Le Conseil de sécurité de l’ONU est arrivé hier à
une impasse sur la question d’un vote pour une zone d’exclusion
aérienne, avec la Russie et la Chine s'opposant même à toute décision en faveur
d’un projet d’action militaire.
Washington a rejoint hier le gouvernement allemand pour
rejeter, du moins pour le moment, les décisions britannique et française de
convaincre l'OTAN d’imposer une zone d’exclusion aérienne. Le
secrétaire américain à la Défense, Robert Gates, a dit que la planification
d’urgence continuerait, mais que c’était là « toute la mesure
d’une zone d’exclusion aérienne. » Gates a ajouté que
l’embargo sur les armes vers la Libye ne serait pas appliqué par la force
militaire à moins d’y être autorisé par le Conseil de sécurité de
l’ONU.
Le ministre allemand des Affaires étrangères, Guido
Westerwelle, a déclaré : « Une chose est absolument claire pour le
gouvernement allemand – nous ne voulons pas être aspiré dans une guerre
en Afrique du Nord. » Westerwelle a ajouté que la reconnaissance
diplomatique par Sarkozy de la direction de Benghazi semblait avoir été décidée
« sur un coup de tête. »
La secrétaire d’Etat américaine, Hillary Clinton, a
dit hier au Comité des Appropriations du Congrès (House Appropriations
Committee) qu’elle parlerait à la direction de l’opposition
libyenne lorsqu’elle se serait en Tunisie et en Egypte la semaine
prochaine. Mais, le New York Times a fait remarquer, Clinton
« paraissait bien plus prudente au sujet d’une intervention
militaire qu’elle ne l’était il y a une semaine, en s'alignant plus
étroitement aux mises en garde faites par le secrétaire à la Défense, Robert
Gates. »
« En l’absence d’autorisation
internationale, une action unilatérale des Etats-Unis mènerait à une situation
dont les conséquences sont imprévisibles, » a déclaré la secrétaire
d’Etat. Clinton a mis en garde que des zones d’exclusion aérienne
et des frappes aériennes n’encourageront peut-être pas le changement de
régime visé sous la poussée des Etats-Unis, en disant que la zone
d’exclusion aérienne imposée en Irak dans les années 1990
« n’avait pas empêché Saddam Hussein de massacrer son peuple sur le
terrain et ne l’avait pas fait partir. »
Dire si oui ou non l’armée américaine, qui mène déjà
deux guerres néocoloniales en Afghanistan et en Irak, est capable de cette
action est une autre question. Au sein du haut commandement il y a clairement
une inquiétude quant aux implications d'une guerre en Libye, notamment au
moment où Kadhafi semble prendre le dessus sur le terrain.

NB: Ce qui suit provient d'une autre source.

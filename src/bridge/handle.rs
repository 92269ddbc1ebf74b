//! Combinable, repeatably awaitable job completion tokens.
//!
//! This module implements [`JobHandle`], the completion token the rest of
//! the bridge composes. A handle represents "some set of scheduled work has
//! finished" and supports exactly the operations the scheduling algorithm
//! needs:
//!
//! - **Combine:** two handles merge into one that completes only when both
//!   inputs complete. Combination is associative and pure; it never consumes
//!   either input.
//! - **Wait:** blocking wait, safe to call any number of times from any
//!   number of threads. Waiting has no side effects beyond blocking, so a
//!   handle is never "used up".
//! - **Poll:** non-blocking completion check.
//!
//! ## Representation
//!
//! A handle is a small list of shared completion states, one per underlying
//! unit of work. Each state is a completion flag plus a condvar for blocking
//! waiters and a list of waiter callbacks for non-blocking chaining (used by
//! the runtime's dependency counting). Combining concatenates the lists,
//! pruning states that already completed and deduplicating shared states, so
//! long attach chains do not grow without bound.
//!
//! An **empty** list is the already-complete handle: [`JobHandle::ready`]
//! allocates nothing, completes immediately, and is the identity element of
//! [`JobHandle::combine`].

use std::sync::atomic::{AtomicBool, Ordering};
use std::sync::{Arc, Condvar, Mutex};

use smallvec::SmallVec;


/// Callback invoked (exactly once) when a completion state completes.
pub(crate) type Waiter = Box<dyn FnOnce() + Send>;

/// Shared completion state for one unit of scheduled work.
///
/// ## Invariants
/// * `complete` transitions the state at most once; waiter callbacks run
///   exactly once, outside the internal lock.
/// * The atomic flag is set under the lock, so a waiter registered before
///   the transition is always invoked.
pub(crate) struct JobState {
    /// Fast-path completion flag for non-blocking polls.
    flag: AtomicBool,

    /// Slow-path state: completion bit plus registered waiters.
    inner: Mutex<StateInner>,

    /// Signalled once on completion.
    on_complete: Condvar,
}

struct StateInner {
    complete: bool,
    waiters: Vec<Waiter>,
}

impl JobState {
    pub(crate) fn new() -> Self {
        Self {
            flag: AtomicBool::new(false),
            inner: Mutex::new(StateInner {
                complete: false,
                waiters: Vec::new(),
            }),
            on_complete: Condvar::new(),
        }
    }

    /// Marks the state complete and runs all registered waiters.
    ///
    /// Safe to call more than once; only the first call transitions and the
    /// waiters run exactly once. Callbacks execute outside the lock.
    pub(crate) fn complete(&self) {
        let waiters = {
            let mut inner = match self.inner.lock() {
                Ok(inner) => inner,
                Err(poisoned) => poisoned.into_inner(),
            };
            if inner.complete {
                return;
            }
            inner.complete = true;
            self.flag.store(true, Ordering::Release);
            self.on_complete.notify_all();
            std::mem::take(&mut inner.waiters)
        };

        for waiter in waiters {
            waiter();
        }
    }

    /// Returns `true` if the state has completed.
    #[inline]
    pub(crate) fn is_complete(&self) -> bool {
        self.flag.load(Ordering::Acquire)
    }

    /// Blocks until the state completes.
    pub(crate) fn wait(&self) {
        if self.is_complete() {
            return;
        }
        let mut inner = match self.inner.lock() {
            Ok(inner) => inner,
            Err(poisoned) => poisoned.into_inner(),
        };
        while !inner.complete {
            inner = match self.on_complete.wait(inner) {
                Ok(inner) => inner,
                Err(poisoned) => poisoned.into_inner(),
            };
        }
    }

    /// Registers a waiter callback, or hands it back if already complete.
    ///
    /// On `Err` the state has already completed and the caller must invoke
    /// the returned callback itself.
    pub(crate) fn add_waiter(&self, waiter: Waiter) -> Result<(), Waiter> {
        let mut inner = match self.inner.lock() {
            Ok(inner) => inner,
            Err(poisoned) => poisoned.into_inner(),
        };
        if inner.complete {
            return Err(waiter);
        }
        inner.waiters.push(waiter);
        Ok(())
    }
}

/// Opaque, combinable, repeatably awaitable token for scheduled work.
///
/// Cloning a handle is cheap and shares the underlying completion states;
/// all clones observe the same completion. The default handle is
/// [`JobHandle::ready`].
///
/// ## Guarantees
/// * Waiting multiple times, from multiple callers, is safe and never
///   double-runs completion side effects.
/// * [`combine`](JobHandle::combine) is associative with `ready()` as
///   identity.
#[derive(Clone, Default)]
pub struct JobHandle {
    /// Completion states this handle waits on. Empty means already complete.
    states: SmallVec<[Arc<JobState>; 2]>,
}

impl JobHandle {
    /// Returns an already-complete handle. Allocates nothing.
    #[inline]
    pub fn ready() -> Self {
        Self::default()
    }

    /// Creates a handle completed externally through the paired signal.
    ///
    /// The handle completes when [`JobSignal::set`] is called. Useful for
    /// injecting controllable dependencies, e.g. gating scheduled work on an
    /// event the task runtime does not know about.
    pub fn deferred() -> (JobHandle, JobSignal) {
        let state = Arc::new(JobState::new());
        let handle = JobHandle::from_state(Arc::clone(&state));
        (handle, JobSignal { state })
    }

    pub(crate) fn from_state(state: Arc<JobState>) -> Self {
        let mut states = SmallVec::new();
        states.push(state);
        Self { states }
    }

    pub(crate) fn states(&self) -> &[Arc<JobState>] {
        &self.states
    }

    /// Returns `true` if all underlying work has completed.
    pub fn is_complete(&self) -> bool {
        self.states.iter().all(|state| state.is_complete())
    }

    /// Blocks until all underlying work has completed.
    ///
    /// Repeatable: returns immediately once complete, no matter how many
    /// callers have already waited.
    pub fn wait(&self) {
        for state in &self.states {
            state.wait();
        }
    }

    /// Combines two handles into one that completes when both complete.
    ///
    /// Neither input is consumed or invalidated. States that have already
    /// completed are pruned and states shared between the inputs are kept
    /// once, so repeated folding (the hazard registry's attach chain, the
    /// scheduler's aggregate) stays small.
    pub fn combine(&self, other: &JobHandle) -> JobHandle {
        let mut states: SmallVec<[Arc<JobState>; 2]> = SmallVec::new();
        for state in self.states.iter().chain(other.states.iter()) {
            if state.is_complete() {
                continue;
            }
            if states.iter().any(|kept| Arc::ptr_eq(kept, state)) {
                continue;
            }
            states.push(Arc::clone(state));
        }
        JobHandle { states }
    }
}

impl std::fmt::Debug for JobHandle {
    fn fmt(&self, f: &mut std::fmt::Formatter<'_>) -> std::fmt::Result {
        f.debug_struct("JobHandle")
            .field("states", &self.states.len())
            .field("complete", &self.is_complete())
            .finish()
    }
}

/// Completes the paired deferred [`JobHandle`].
///
/// Setting the signal more than once is a no-op; dropping it without setting
/// completes the handle as well, so a deferred handle can never be waited on
/// forever by accident.
pub struct JobSignal {
    state: Arc<JobState>,
}

impl JobSignal {
    /// Completes the paired handle. Idempotent.
    pub fn set(&self) {
        self.state.complete();
    }
}

impl Drop for JobSignal {
    fn drop(&mut self) {
        self.state.complete();
    }
}
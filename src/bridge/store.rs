//! External-collaborator contracts for the column store and query engine.
//!
//! The bridge never owns entity storage. Queries are matched, chunks are
//! laid out, and columns are allocated by an external store; the bridge only
//! observes them for the duration of one scheduling call. This module
//! defines the narrow, object-safe traits that boundary is expressed
//! through, plus [`ColumnRef`], the type-erased column slice the store
//! hands across it.
//!
//! ## Contract summary
//!
//! - [`QueryChunks`]: a resolved query — how many chunks matched, iterate
//!   them. The bridge places no ordering requirement on iteration; whatever
//!   order the store produces is the order chunks are visited.
//! - [`ChunkAccess`]: one matched chunk — entity count, owning archetype,
//!   presence checks, and raw column access.
//! - [`ColumnRef`]: a raw column slice paired with a refcounted keep-alive
//!   for its backing buffer. The keep-alive is what the bridge pins.

use std::any::{Any, TypeId};
use std::sync::Arc;

use crate::bridge::types::{ArchetypeID, ChunkID};


/// Type-erased view of one component column of one chunk, handed out by the
/// external store.
///
/// Pairs a raw element pointer and length with a keep-alive handle to the
/// backing buffer. As long as any clone of `keep_alive` is held, the store
/// guarantees the pointed-to memory neither moves nor is freed; dropping the
/// last clone returns that guarantee to the store.
pub struct ColumnRef {
    /// First element of the chunk's slice of the column.
    ptr: *mut u8,

    /// Number of elements in the slice.
    len: usize,

    /// Element type stored in the column.
    element: TypeId,

    /// Human-readable element type name, for diagnostics.
    element_name: &'static str,

    /// Refcounted keep-alive for the backing buffer.
    keep_alive: Arc<dyn Any + Send + Sync>,
}

// The raw pointer is only dereferenced through typed views whose validity
// is guaranteed by the pin held for `keep_alive`.
unsafe impl Send for ColumnRef {}
unsafe impl Sync for ColumnRef {}

impl ColumnRef {
    /// Wraps a raw column slice produced by the store.
    ///
    /// ## Safety
    /// * `ptr` must be valid for reads and writes of `len` elements of `T`
    ///   for as long as any clone of `keep_alive` is held.
    /// * The address of `ptr` must not change while `keep_alive` is held.
    /// * No other live alias may be used to access the slice concurrently
    ///   with scheduled jobs, except as serialized by handle dependencies.
    pub unsafe fn from_raw_parts<T: 'static + Send + Sync>(
        ptr: *mut T,
        len: usize,
        keep_alive: Arc<dyn Any + Send + Sync>,
    ) -> Self {
        Self {
            ptr: ptr.cast(),
            len,
            element: TypeId::of::<T>(),
            element_name: std::any::type_name::<T>(),
            keep_alive,
        }
    }

    /// Returns the element type stored in the column.
    #[inline]
    pub fn element(&self) -> TypeId {
        self.element
    }

    /// Returns the element type name stored in the column.
    #[inline]
    pub fn element_name(&self) -> &'static str {
        self.element_name
    }

    /// Returns the number of elements in the slice.
    #[inline]
    pub fn len(&self) -> usize {
        self.len
    }

    /// Returns `true` if the slice is empty.
    #[inline]
    pub fn is_empty(&self) -> bool {
        self.len == 0
    }

    /// Identity of the backing buffer, used to pin each buffer once.
    #[inline]
    pub(crate) fn backing_identity(&self) -> usize {
        Arc::as_ptr(&self.keep_alive) as *const u8 as usize
    }

    /// Returns the typed element pointer if `T` matches the stored type.
    #[inline]
    pub(crate) fn typed_ptr<T: 'static>(&self) -> Option<*mut T> {
        if self.element == TypeId::of::<T>() {
            Some(self.ptr.cast())
        } else {
            None
        }
    }

    /// Consumes the ref, returning the keep-alive to hold as a pin guard.
    pub(crate) fn into_keep_alive(self) -> Arc<dyn Any + Send + Sync> {
        self.keep_alive
    }
}

impl std::fmt::Debug for ColumnRef {
    fn fmt(&self, f: &mut std::fmt::Formatter<'_>) -> std::fmt::Result {
        f.debug_struct("ColumnRef")
            .field("element", &self.element_name)
            .field("len", &self.len)
            .finish()
    }
}

/// One matched storage chunk, observed through the store.
///
/// Implemented by the external store; all methods are cheap queries with no
/// side effects.
pub trait ChunkAccess {
    /// Number of live entities in the chunk.
    fn entity_count(&self) -> usize;

    /// Identifier of the archetype that owns the chunk.
    fn archetype_id(&self) -> ArchetypeID;

    /// Index of the chunk within its archetype.
    fn chunk_id(&self) -> ChunkID;

    /// Returns `true` if the chunk's archetype contains a column with the
    /// given element type.
    fn has_column(&self, element: TypeId) -> bool;

    /// Returns the chunk's slice of the column with the given element type,
    /// or `None` if the archetype lacks it.
    fn column(&self, element: TypeId) -> Option<ColumnRef>;
}

/// A query already resolved to its matched chunks by the external store.
///
/// The bridge asks only two things of a resolved query: how many chunks
/// matched, and to visit each of them once.
pub trait QueryChunks {
    /// Number of matched chunks.
    fn chunk_count(&self) -> usize;

    /// Visits every matched chunk once, in store order.
    fn for_each_chunk(&self, visit: &mut dyn FnMut(&dyn ChunkAccess));
}
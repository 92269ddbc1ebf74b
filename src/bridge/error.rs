//! Error types for column access and scheduling contract violations.
//!
//! This module declares focused error types used across the job bridge. Each
//! error models a single failure mode and carries enough context to make the
//! failure actionable (requested vs. actual types, offending counts).
//!
//! ## Propagation policy
//!
//! The bridge is a synchronous in-process adapter, not an I/O boundary, so
//! almost every failure here is a *contract violation* by the caller:
//! requesting a component absent from a matched chunk, viewing a column with
//! the wrong element type, or exceeding the column-count cap. Those are
//! surfaced two ways:
//!
//! - the `try_*` accessors return these types through `Result`,
//! - the panicking accessors format them into the panic message, so the
//!   fail-fast path and the fallible path report identically.
//!
//! Benign empty results (zero matched chunks, empty chunks) are never
//! errors; they are silent no-ops by design.

use std::fmt;


/// Returned when a scheduling call requests a component column that the
/// matched chunk's archetype does not contain.
///
/// The query builder of the external store is responsible for ensuring every
/// matched chunk carries every requested component; hitting this error means
/// the query and the column set disagree.
#[derive(Debug, Clone, Copy, PartialEq, Eq)]
pub struct MissingComponentError {
    /// Element type name of the absent component.
    pub component: &'static str,
}

impl fmt::Display for MissingComponentError {
    fn fmt(&self, f: &mut fmt::Formatter<'_>) -> fmt::Result {
        write!(
            f,
            "chunk archetype does not contain component `{}`",
            self.component
        )
    }
}

impl std::error::Error for MissingComponentError {}

/// Returned when a column exists but its element type does not match the
/// type requested by the view accessor.
#[derive(Debug, Clone, Copy, PartialEq, Eq)]
pub struct ColumnTypeError {
    /// Element type name the caller requested.
    pub expected: &'static str,

    /// Element type name the column actually stores.
    pub actual: &'static str,
}

impl fmt::Display for ColumnTypeError {
    fn fmt(&self, f: &mut fmt::Formatter<'_>) -> fmt::Result {
        write!(
            f,
            "column element type mismatch (requested `{}`, stored `{}`)",
            self.expected, self.actual
        )
    }
}

impl std::error::Error for ColumnTypeError {}

/// Returned when a scheduling call requests more simultaneous component
/// columns than the bridge supports.
#[derive(Debug, Clone, Copy, PartialEq, Eq)]
pub struct ArityError {
    /// Number of columns the call attempted to request.
    pub requested: usize,

    /// Maximum number of columns supported per call.
    pub capacity: usize,
}

impl fmt::Display for ArityError {
    fn fmt(&self, f: &mut fmt::Formatter<'_>) -> fmt::Result {
        write!(
            f,
            "too many requested columns ({} requested; cap {})",
            self.requested, self.capacity
        )
    }
}

impl std::error::Error for ArityError {}

/// Aggregate error for typed column view access.
///
/// Produced by the fallible `try_component_view` accessor; the panicking
/// accessor formats the same values into its panic message.
#[derive(Debug, Clone, Copy, PartialEq, Eq)]
pub enum ViewError {
    /// The chunk's archetype lacks the requested component.
    MissingComponent(MissingComponentError),

    /// The column stores a different element type.
    ColumnType(ColumnTypeError),
}

impl fmt::Display for ViewError {
    fn fmt(&self, f: &mut fmt::Formatter<'_>) -> fmt::Result {
        match self {
            ViewError::MissingComponent(e) => e.fmt(f),
            ViewError::ColumnType(e) => e.fmt(f),
        }
    }
}

impl std::error::Error for ViewError {
    fn source(&self) -> Option<&(dyn std::error::Error + 'static)> {
        match self {
            ViewError::MissingComponent(e) => Some(e),
            ViewError::ColumnType(e) => Some(e),
        }
    }
}

impl From<MissingComponentError> for ViewError {
    fn from(error: MissingComponentError) -> Self {
        ViewError::MissingComponent(error)
    }
}

impl From<ColumnTypeError> for ViewError {
    fn from(error: ColumnTypeError) -> Self {
        ViewError::ColumnType(error)
    }
}
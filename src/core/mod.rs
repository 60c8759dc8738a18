pub mod engine;
pub mod error;
pub mod io;
pub mod model;
pub mod normalize;
pub mod shape;
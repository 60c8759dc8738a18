use crate::core::error::Result;
use crate::report::layout::{
    BLACK, BRAND, Branding, ImagePlacement, PageLayout, RULE, Rgb, TINT, pt_to_mm,
};
use crate::report::table::{Align, TableSpec};
use std::fmt::Write;
use std::path::Path;
use tracing::warn;

const FONT: &str = "Helvetica, Arial, sans-serif";
/// Average Helvetica glyph advance as a fraction of the font size.
const CHAR_ADVANCE: f64 = 0.5;
/// Vertical extent of the closing block below its top edge.
const CLOSING_HEIGHT: f64 = 3.0 * 5.0 + 2.5 + 5.0;

pub struct PageText<'a> {
    pub title: &'a str,
    pub date: &'a str,
}

#[derive(Clone, Copy, Debug)]
enum Weight {
    Regular,
    Bold,
    Italic,
}

/// Lays out the report as a sequence of SVG pages. User units are
/// millimetres; the canvas is sized in points so each PDF page comes out at A4.
/// Rows flow onto new pages at `page.break_y()`, each one repeating the
/// header, footer and table heading row.
pub fn compose(
    table: &TableSpec,
    page: &PageLayout,
    brand: &Branding,
    text: &PageText<'_>,
    assets_dir: &Path,
) -> Result<Vec<String>> {
    let mut pages = Vec::new();
    let mut out = open_page(page, brand, assets_dir)?;

    let mut y = page.margin_top;
    let title_size = pt_to_mm(page.title_size);
    text_at(
        &mut out,
        page.margin_left,
        y + 6.0 + title_size * 0.35,
        title_size,
        Weight::Bold,
        BRAND,
        "start",
        text.title,
    )?;
    y += 10.0;

    let date_size = pt_to_mm(12.0);
    let baseline = y + 5.0 + date_size * 0.35;
    writeln!(
        out,
        "<text x=\"{:.2}\" y=\"{:.2}\" font-family=\"{}\" font-size=\"{:.3}\" fill=\"{}\">\
         <tspan font-weight=\"bold\" fill=\"{}\">Date : </tspan>{}</text>",
        page.margin_left,
        baseline,
        FONT,
        date_size,
        rgb(BLACK),
        rgb(BRAND),
        escape(text.date)
    )?;

    writeln!(
        out,
        "<line x1=\"{}\" y1=\"{}\" x2=\"{}\" y2=\"{}\" stroke=\"{}\" stroke-width=\"{}\"/>",
        page.margin_left,
        page.rule_y,
        page.rule_x2,
        page.rule_y,
        rgb(RULE),
        page.rule_width
    )?;

    let limit = page.break_y();
    let heading = RowBox::measure(&table.header, table, page);
    y += 5.0 + 15.0;
    heading.draw(&mut out, table, page, y, true)?;
    y += heading.height;

    let mut rows_on_page = 0usize;
    for cells in &table.rows {
        let row = RowBox::measure(cells, table, page);
        if rows_on_page > 0 && y + row.height > limit {
            pages.push(close_page(out, page, brand)?);
            out = open_page(page, brand, assets_dir)?;
            y = page.margin_top;
            heading.draw(&mut out, table, page, y, true)?;
            y += heading.height;
            rows_on_page = 0;
        }
        row.draw(&mut out, table, page, y, false)?;
        y += row.height;
        rows_on_page += 1;
    }

    let mut closing_top = y + 25.0;
    if closing_top + CLOSING_HEIGHT > limit {
        pages.push(close_page(out, page, brand)?);
        out = open_page(page, brand, assets_dir)?;
        closing_top = page.margin_top;
    }
    closing(&mut out, page, brand, closing_top)?;
    pages.push(close_page(out, page, brand)?);
    Ok(pages)
}

/// Starts a page: canvas, white background and the branded header.
fn open_page(page: &PageLayout, brand: &Branding, assets_dir: &Path) -> Result<String> {
    let mut out = String::new();
    let (w_pt, h_pt) = page.size_pt();
    writeln!(
        out,
        "<svg xmlns=\"http://www.w3.org/2000/svg\" xmlns:xlink=\"http://www.w3.org/1999/xlink\" \
         width=\"{:.2}\" height=\"{:.2}\" viewBox=\"0 0 {} {}\">",
        w_pt, h_pt, page.width, page.height
    )?;
    writeln!(
        out,
        "<rect x=\"0\" y=\"0\" width=\"{}\" height=\"{}\" fill=\"#fff\"/>",
        page.width, page.height
    )?;
    header(&mut out, page, brand, assets_dir)?;
    Ok(out)
}

fn close_page(mut out: String, page: &PageLayout, brand: &Branding) -> Result<String> {
    footer(&mut out, page, brand)?;
    writeln!(out, "</svg>")?;
    Ok(out)
}

fn header(out: &mut String, page: &PageLayout, brand: &Branding, assets_dir: &Path) -> Result<()> {
    image(out, &page.logo, &brand.logo_file, assets_dir)?;

    let b = page.contact_box;
    let r = page.contact_box_radius.min(b.w / 2.0).min(b.h / 2.0);
    // Only the bottom-right corner is rounded.
    writeln!(
        out,
        "<path d=\"M {x0} {y0} H {x1} V {yr} A {r} {r} 0 0 1 {xr} {y1} H {x0} Z\" fill=\"{fill}\"/>",
        x0 = b.x,
        y0 = b.y,
        x1 = b.x + b.w,
        yr = b.y + b.h - r,
        xr = b.x + b.w - r,
        y1 = b.y + b.h,
        r = r,
        fill = rgb(TINT)
    )?;

    image(out, &page.contact_icon, &brand.icon_file, assets_dir)?;
    let size = pt_to_mm(10.0);
    for (i, line) in brand.contact_lines().iter().enumerate() {
        text_at(
            out,
            page.contact_text.x,
            page.contact_text.y + i as f64 * page.contact_line_step,
            size,
            Weight::Regular,
            BLACK,
            "start",
            line,
        )?;
    }

    image(out, &page.watermark, &brand.watermark_file, assets_dir)?;
    Ok(())
}

/// One table row with its cells already wrapped to their column widths.
struct RowBox {
    lines: Vec<Vec<String>>,
    height: f64,
    font: f64,
}

impl RowBox {
    fn measure(cells: &[String], table: &TableSpec, page: &PageLayout) -> Self {
        let font = pt_to_mm(page.font_size);
        let pad = page.cell_padding;
        let lines: Vec<Vec<String>> = cells
            .iter()
            .zip(&table.widths)
            .map(|(c, w)| wrap(c, w - 2.0 * pad, font))
            .collect();
        let count = lines.iter().map(Vec::len).max().unwrap_or(1).max(1);
        Self {
            lines,
            height: count as f64 * font + 2.0 * pad,
            font,
        }
    }

    fn draw(
        &self,
        out: &mut String,
        table: &TableSpec,
        page: &PageLayout,
        y: f64,
        is_header: bool,
    ) -> Result<()> {
        let pad = page.cell_padding;
        let line_h = self.font;
        let weight = if is_header { Weight::Bold } else { Weight::Regular };
        let mut x = page.margin_left;
        for ((cell_lines, w), align) in self.lines.iter().zip(&table.widths).zip(&table.aligns) {
            writeln!(
                out,
                "<rect x=\"{:.2}\" y=\"{:.2}\" width=\"{:.2}\" height=\"{:.2}\" fill=\"none\" stroke=\"#000\" stroke-width=\"0.2\"/>",
                x, y, w, self.height
            )?;
            let (tx, anchor) = match align {
                Align::Left => (x + pad, "start"),
                Align::Center => (x + w / 2.0, "middle"),
            };
            for (i, line) in cell_lines.iter().enumerate() {
                let baseline = y + pad + i as f64 * line_h + line_h * 0.8;
                text_at(out, tx, baseline, self.font, weight, BLACK, anchor, line)?;
            }
            x += w;
        }
        Ok(())
    }
}

fn closing(out: &mut String, page: &PageLayout, brand: &Branding, top: f64) -> Result<()> {
    let lines: [(&str, f64, Weight, Rgb); 4] = [
        ("Thank you.", 12.0, Weight::Bold, BRAND),
        (brand.company.as_str(), 10.0, Weight::Bold, BLACK),
        (brand.address[0].as_str(), 10.0, Weight::Regular, BLACK),
        (brand.address[1].as_str(), 10.0, Weight::Regular, BLACK),
    ];
    for (i, (line, size_pt, weight, color)) in lines.iter().enumerate() {
        let size = pt_to_mm(*size_pt);
        let baseline = top + i as f64 * 5.0 + 2.5 + size * 0.35;
        text_at(out, page.closing_x, baseline, size, *weight, *color, "start", line)?;
    }
    Ok(())
}

fn footer(out: &mut String, page: &PageLayout, brand: &Branding) -> Result<()> {
    let size = pt_to_mm(8.0);
    let center = (page.margin_left + page.width - page.margin_right) / 2.0;
    let baseline = page.height - 15.0 + 5.0 + size * 0.35;
    text_at(
        out,
        center,
        baseline,
        size,
        Weight::Italic,
        BLACK,
        "middle",
        &brand.footer,
    )
}

fn image(out: &mut String, at: &ImagePlacement, file: &str, assets_dir: &Path) -> Result<()> {
    if !assets_dir.join(file).is_file() {
        warn!(asset = file, dir = %assets_dir.display(), "branding image not found; skipped");
        return Ok(());
    }
    writeln!(
        out,
        "<image x=\"{}\" y=\"{}\" width=\"{}\" height=\"{}\" preserveAspectRatio=\"xMinYMin meet\" xlink:href=\"{}\"/>",
        at.x,
        at.y,
        at.w,
        at.h,
        escape(file)
    )?;
    Ok(())
}

#[allow(clippy::too_many_arguments)]
fn text_at(
    out: &mut String,
    x: f64,
    y: f64,
    size: f64,
    weight: Weight,
    color: Rgb,
    anchor: &str,
    s: &str,
) -> Result<()> {
    if s.is_empty() {
        return Ok(());
    }
    let style = match weight {
        Weight::Regular => "",
        Weight::Bold => " font-weight=\"bold\"",
        Weight::Italic => " font-style=\"italic\"",
    };
    writeln!(
        out,
        "<text x=\"{:.2}\" y=\"{:.2}\" font-family=\"{}\" font-size=\"{:.3}\"{} fill=\"{}\" text-anchor=\"{}\">{}</text>",
        x,
        y,
        FONT,
        size,
        style,
        rgb(color),
        anchor,
        escape(s)
    )?;
    Ok(())
}

/// Greedy word wrap against an estimated glyph width. Words longer than a
/// line are split by characters.
pub fn wrap(s: &str, width: f64, font: f64) -> Vec<String> {
    let max_chars = ((width / (font * CHAR_ADVANCE)).floor() as usize).max(1);
    let mut lines: Vec<String> = Vec::new();
    let mut cur = String::new();
    for word in s.split_whitespace() {
        let mut word: Vec<char> = word.chars().collect();
        while word.len() > max_chars {
            if !cur.is_empty() {
                lines.push(std::mem::take(&mut cur));
            }
            lines.push(word.drain(..max_chars).collect());
        }
        let word: String = word.into_iter().collect();
        if word.is_empty() {
            continue;
        }
        let needed = if cur.is_empty() {
            word.chars().count()
        } else {
            cur.chars().count() + 1 + word.chars().count()
        };
        if needed > max_chars && !cur.is_empty() {
            lines.push(std::mem::take(&mut cur));
        }
        if !cur.is_empty() {
            cur.push(' ');
        }
        cur.push_str(&word);
    }
    if !cur.is_empty() || lines.is_empty() {
        lines.push(cur);
    }
    lines
}

fn rgb((r, g, b): Rgb) -> String {
    format!("#{:02x}{:02x}{:02x}", r, g, b)
}

fn escape(s: &str) -> String {
    s.replace('&', "&amp;")
        .replace('<', "&lt;")
        .replace('>', "&gt;")
        .replace('"', "&quot;")
}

Le directeur du renseignement américain, James Clapper, a
dit au Congrès qu’à long terme, « le régime l’emportera »
en raison de sa supériorité en puissance de feu. Clapper a ajouté que les
défenses aériennes libyennes sont « plutôt considérables, » venant
tout de suite après celles de l’Egypte dans les pays arabes.
Durant une audition de la Commission des forces armées
(Armed Services Committee), le lieutenant-général, Ronald Burgess, directeur de
l’agence du renseignement militaire, a approuvé Clapper. « Pour le
moment, il [Kadhafi] semble faire preuve de persévérance à moins que ne
survienne un autre changement dynamique, » a-t-il dit en ajoutant que la
dynamique « a commencé par se déplacer » en direction de l’armée.
Burgess a aussi reconnu que l’imposition d’une zone
d’exclusion aérienne « serait considérée comme un acte de
guerre. »
Certains responsables de la Maison Blanche semblaient,
toutefois, remettre en question ces évaluations. Le conseiller national
d’Obama pour la sécurité nationale, Tom Donilon, a dit aux journalistes
que Clapper avait fourni une « évaluation statique » de la situation.
« Mais, si vous regardez à travers une ‘lentille dynamique’,
en tenant compte de la motivation, de l’isolement, de la perte de
légitimité de Kadhafi… on peut arriver à une évaluation
différente, » a déclaré Donilon.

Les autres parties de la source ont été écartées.